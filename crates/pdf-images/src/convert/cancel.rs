//! Cancellation of in-flight conversions

use std::path::PathBuf;
use std::sync::atomic::{AtomicBool, Ordering};
use std::sync::{Arc, Mutex};

use crate::options::ConversionOptions;
use crate::types::{ConversionOutcome, Result};

use super::{ProgressSender, convert};

/// Shared flag checked between images and before the document is written
#[derive(Debug, Clone, Default)]
pub struct CancellationToken {
    cancelled: Arc<AtomicBool>,
}

impl CancellationToken {
    pub fn new() -> Self {
        Self::default()
    }

    pub fn cancel(&self) {
        self.cancelled.store(true, Ordering::SeqCst);
    }

    pub fn is_cancelled(&self) -> bool {
        self.cancelled.load(Ordering::SeqCst)
    }

    /// Whether both handles refer to the same token
    pub fn same_as(&self, other: &CancellationToken) -> bool {
        Arc::ptr_eq(&self.cancelled, &other.cancelled)
    }
}

/// Tracks the single active conversion.
///
/// Beginning a conversion cancels the one before it, so at most one token is
/// live at a time.
#[derive(Debug, Default)]
pub struct ConversionController {
    active: Mutex<Option<CancellationToken>>,
}

impl ConversionController {
    pub fn new() -> Self {
        Self::default()
    }

    /// Issue a token for a new conversion, cancelling the previous one
    pub fn begin(&self) -> CancellationToken {
        let token = CancellationToken::new();
        let mut active = self.active.lock().unwrap_or_else(|e| e.into_inner());
        if let Some(previous) = active.replace(token.clone()) {
            log::info!("Superseding the active conversion");
            previous.cancel();
        }
        token
    }

    /// Cancel the active conversion, if any
    pub fn cancel(&self) {
        let active = self.active.lock().unwrap_or_else(|e| e.into_inner());
        if let Some(token) = active.as_ref() {
            log::info!("Cancelling the active conversion");
            token.cancel();
        }
    }

    /// Release `token` if it is still the active one
    pub fn finish(&self, token: &CancellationToken) {
        let mut active = self.active.lock().unwrap_or_else(|e| e.into_inner());
        if active.as_ref().is_some_and(|current| current.same_as(token)) {
            *active = None;
        }
    }

    pub fn is_active(&self) -> bool {
        self.active
            .lock()
            .unwrap_or_else(|e| e.into_inner())
            .is_some()
    }

    /// Run a conversion as the active one
    pub async fn run(
        &self,
        files: &[PathBuf],
        options: &ConversionOptions,
        progress: Option<&ProgressSender>,
    ) -> Result<ConversionOutcome> {
        let token = self.begin();
        let result = convert(files, options, &token, progress).await;
        self.finish(&token);
        result
    }
}

#[cfg(test)]
mod tests {
    use super::*;

    #[test]
    fn test_token_clones_share_state() {
        let token = CancellationToken::new();
        let clone = token.clone();
        assert!(!clone.is_cancelled());
        token.cancel();
        assert!(clone.is_cancelled());
        assert!(token.same_as(&clone));
        assert!(!token.same_as(&CancellationToken::new()));
    }

    #[test]
    fn test_begin_supersedes_previous() {
        let controller = ConversionController::new();
        let first = controller.begin();
        let second = controller.begin();

        assert!(first.is_cancelled());
        assert!(!second.is_cancelled());

        controller.cancel();
        assert!(second.is_cancelled());
    }

    #[test]
    fn test_finish_only_clears_current_token() {
        let controller = ConversionController::new();
        let first = controller.begin();
        let second = controller.begin();

        controller.finish(&first);
        assert!(controller.is_active());

        controller.finish(&second);
        assert!(!controller.is_active());
    }
}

#### [PROBLEM TO SOLVE]
Each line with "first" in it must be identified and copied from the material.

#### [RESPONSE BOX]
        let first = controller.begin();
        assert!(first.is_cancelled());
        let first = controller.begin();
        controller.finish(&first);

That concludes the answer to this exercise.